Segment Start: Dataset

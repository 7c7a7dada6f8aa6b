//! # Sale Service
//!
//! Runs each sale operation as one unit of work against the injected store.
//!
//! ## Operation Flow
//! ```text
//! ┌─────────────────────────────────────────────────────────────────────────┐
//! │  add_item(sale_id, request)                                             │
//! │       │                                                                 │
//! │       ├── catalog.find_product()  ── None ──► NotFound(Product)         │
//! │       │                                                                 │
//! │       ▼                                                                 │
//! │  ┌── attempt n ─────────────────────────────────────────────────────┐  │
//! │  │  store.begin(sale_id)                                             │  │
//! │  │  uow.load()                   ── None ──► NotFound(Sale)          │  │
//! │  │  aggregate.add_item()         ── rule ──► Validation/InvalidState │  │
//! │  │  uow.save() + uow.commit()                                        │  │
//! │  └───────────────┬───────────────────────────────────────────────────┘  │
//! │                  │ Busy / Conflict and n < max_attempts                 │
//! │                  └──► sleep(backoff) ──► attempt n+1                    │
//! │                                                                         │
//! │  returns the refreshed aggregate                                        │
//! └─────────────────────────────────────────────────────────────────────────┘
//! ```

use std::future::Future;
use std::sync::Arc;

use chrono::Utc;
use tally_core::{
    validation, CoreResult, Money, NewPayment, NewSale, NewSaleItem, Quantity, SaleAggregate,
};
use tracing::{debug, error, info, warn};
use uuid::Uuid;

use crate::config::SaleServiceConfig;
use crate::error::{PosError, PosResult};
use crate::store::{ProductCatalog, SaleStore};

/// Input for [`SaleService::add_item`].
#[derive(Debug, Clone)]
pub struct AddItemRequest {
    pub product_id: String,
    pub quantity: Quantity,
    /// Replaces the catalog price for this line only.
    pub unit_price: Option<Money>,
    pub discount_value: Option<Money>,
    pub tax_value: Option<Money>,
}

/// The sale lifecycle entry point.
#[derive(Clone)]
pub struct SaleService {
    store: Arc<dyn SaleStore>,
    catalog: Arc<dyn ProductCatalog>,
    config: SaleServiceConfig,
}

impl SaleService {
    pub fn new(
        store: Arc<dyn SaleStore>,
        catalog: Arc<dyn ProductCatalog>,
        config: SaleServiceConfig,
    ) -> Self {
        SaleService {
            store,
            catalog,
            config,
        }
    }

    pub fn config(&self) -> &SaleServiceConfig {
        &self.config
    }

    /// Opens a sale with zero totals.
    ///
    /// ## Errors
    /// - `Validation` for a bad operator id or customer fields
    pub async fn open_sale(&self, input: NewSale) -> PosResult<SaleAggregate> {
        let sale = SaleAggregate::open(Uuid::new_v4(), input, Utc::now())?;
        debug!(sale_id = %sale.id(), operator_id = %sale.sale().operator_id, "Opening sale");

        self.with_retry("open sale", sale.id(), || async {
            Ok(self.store.insert(&sale).await?)
        })
        .await?;

        info!(
            sale_id = %sale.id(),
            receipt_number = %sale.sale().receipt_number,
            "Sale opened"
        );
        Ok(sale)
    }

    /// Appends a line item.
    ///
    /// The product is always resolved through the catalog so the line
    /// carries its name, SKU and unit; a price override only replaces the
    /// unit price.
    ///
    /// ## Errors
    /// - `NotFound` for an unknown sale or an unknown/inactive product
    /// - `InvalidState` when the sale is completed or cancelled
    /// - `Validation` for bad quantity/money input or a full sale
    pub async fn add_item(
        &self,
        sale_id: &str,
        request: AddItemRequest,
    ) -> PosResult<SaleAggregate> {
        debug!(
            sale_id,
            product_id = %request.product_id,
            quantity = %request.quantity,
            "Adding item"
        );

        let product = self
            .catalog
            .find_product(&request.product_id)
            .await?
            .ok_or_else(|| PosError::product_not_found(&request.product_id))?;

        let input = NewSaleItem {
            product,
            quantity: request.quantity,
            unit_price: request.unit_price,
            discount_value: request.discount_value,
            tax_value: request.tax_value,
            derive_tax_from_catalog: self.config.derive_tax_from_catalog,
        };
        let now = Utc::now();

        let sale = self
            .mutate("add item", sale_id, &|sale: &mut SaleAggregate| {
                sale.add_item(input.clone(), now).map(|_| ())
            })
            .await?;

        debug!(sale_id, total_net = %sale.sale().total_net, items = sale.items().len(), "Item added");
        Ok(sale)
    }

    /// Records a payment; an open sale becomes pending payment.
    ///
    /// ## Errors
    /// - `NotFound`, `InvalidState`, `Validation`
    pub async fn add_payment(&self, sale_id: &str, payment: NewPayment) -> PosResult<SaleAggregate> {
        debug!(sale_id, method = %payment.method, amount = %payment.amount, "Adding payment");
        let now = Utc::now();

        let sale = self
            .mutate("add payment", sale_id, &|sale: &mut SaleAggregate| {
                sale.add_payment(payment.clone(), now).map(|_| ())
            })
            .await?;

        info!(
            sale_id,
            status = %sale.status(),
            total_paid = %sale.sale().total_paid,
            balance_due = %sale.balance_due(),
            "Payment recorded"
        );
        Ok(sale)
    }

    /// Completes the sale and freezes change due.
    ///
    /// ## Errors
    /// - `InsufficientPayment` while `total_paid < total_net` (sale unchanged)
    /// - `InvalidState` when already completed or cancelled
    /// - `NotFound`
    pub async fn finalize_sale(&self, sale_id: &str) -> PosResult<SaleAggregate> {
        debug!(sale_id, "Finalizing sale");
        let now = Utc::now();

        let sale = self
            .mutate("finalize", sale_id, &|sale: &mut SaleAggregate| sale.finalize(now))
            .await?;

        info!(
            sale_id,
            total_net = %sale.sale().total_net,
            total_paid = %sale.sale().total_paid,
            change_due = %sale.sale().change_due,
            "Sale completed"
        );
        Ok(sale)
    }

    /// Abandons an open or pending sale.
    ///
    /// ## Errors
    /// - `InvalidState` when already completed or cancelled
    /// - `NotFound`
    pub async fn cancel_sale(&self, sale_id: &str) -> PosResult<SaleAggregate> {
        debug!(sale_id, "Cancelling sale");
        let now = Utc::now();

        let sale = self
            .mutate("cancel", sale_id, &|sale: &mut SaleAggregate| sale.cancel(now))
            .await?;

        info!(sale_id, "Sale cancelled");
        Ok(sale)
    }

    /// Reads a sale with its items and payments.
    pub async fn get_sale(&self, sale_id: &str) -> PosResult<SaleAggregate> {
        ensure_sale_id(sale_id)?;
        self.with_retry("get sale", sale_id, || async {
            Ok(self.store.fetch(sale_id).await?)
        })
        .await?
        .ok_or_else(|| PosError::sale_not_found(sale_id))
    }

    // -------------------------------------------------------------------------
    // Unit of work plumbing
    // -------------------------------------------------------------------------

    async fn mutate(
        &self,
        operation: &'static str,
        sale_id: &str,
        apply: &(dyn Fn(&mut SaleAggregate) -> CoreResult<()> + Send + Sync),
    ) -> PosResult<SaleAggregate> {
        ensure_sale_id(sale_id)?;
        self.with_retry(operation, sale_id, || self.try_mutate(sale_id, apply))
            .await
    }

    async fn try_mutate(
        &self,
        sale_id: &str,
        apply: &(dyn Fn(&mut SaleAggregate) -> CoreResult<()> + Send + Sync),
    ) -> PosResult<SaleAggregate> {
        let mut uow = self.store.begin(sale_id).await?;
        let mut sale = uow
            .load()
            .await?
            .ok_or_else(|| PosError::sale_not_found(sale_id))?;

        apply(&mut sale)?;

        uow.save(&sale).await?;
        uow.commit().await?;
        Ok(sale)
    }

    async fn with_retry<T, F, Fut>(
        &self,
        operation: &'static str,
        sale_id: &str,
        mut run: F,
    ) -> PosResult<T>
    where
        F: FnMut() -> Fut,
        Fut: Future<Output = PosResult<T>>,
    {
        let max_attempts = self.config.max_attempts.max(1);
        let mut attempt = 1;

        loop {
            match run().await {
                Err(PosError::Store(err)) if err.is_retryable() && attempt < max_attempts => {
                    let delay = self.config.backoff_for(attempt);
                    warn!(
                        operation,
                        sale_id,
                        attempt,
                        delay_ms = delay.as_millis() as u64,
                        error = %err,
                        "Transient store failure, retrying"
                    );
                    tokio::time::sleep(delay).await;
                    attempt += 1;
                }
                Err(PosError::Store(err)) => {
                    error!(operation, sale_id, attempt, error = %err, "Store failure");
                    return Err(PosError::Store(err));
                }
                other => return other,
            }
        }
    }
}

/// Sale ids are UUIDs; anything else cannot name a stored sale.
fn ensure_sale_id(sale_id: &str) -> PosResult<()> {
    validation::validate_uuid("sale_id", sale_id).map_err(|_| PosError::sale_not_found(sale_id))
}

// =============================================================================
// Unit Tests
// =============================================================================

Segment End: Dataset

_Work instructions_
Copy out each line of the listing where the string "save" appears.

_Written reply_
//! │  │  uow.save() + uow.commit()                                        │  │
        uow.save(&sale).await?;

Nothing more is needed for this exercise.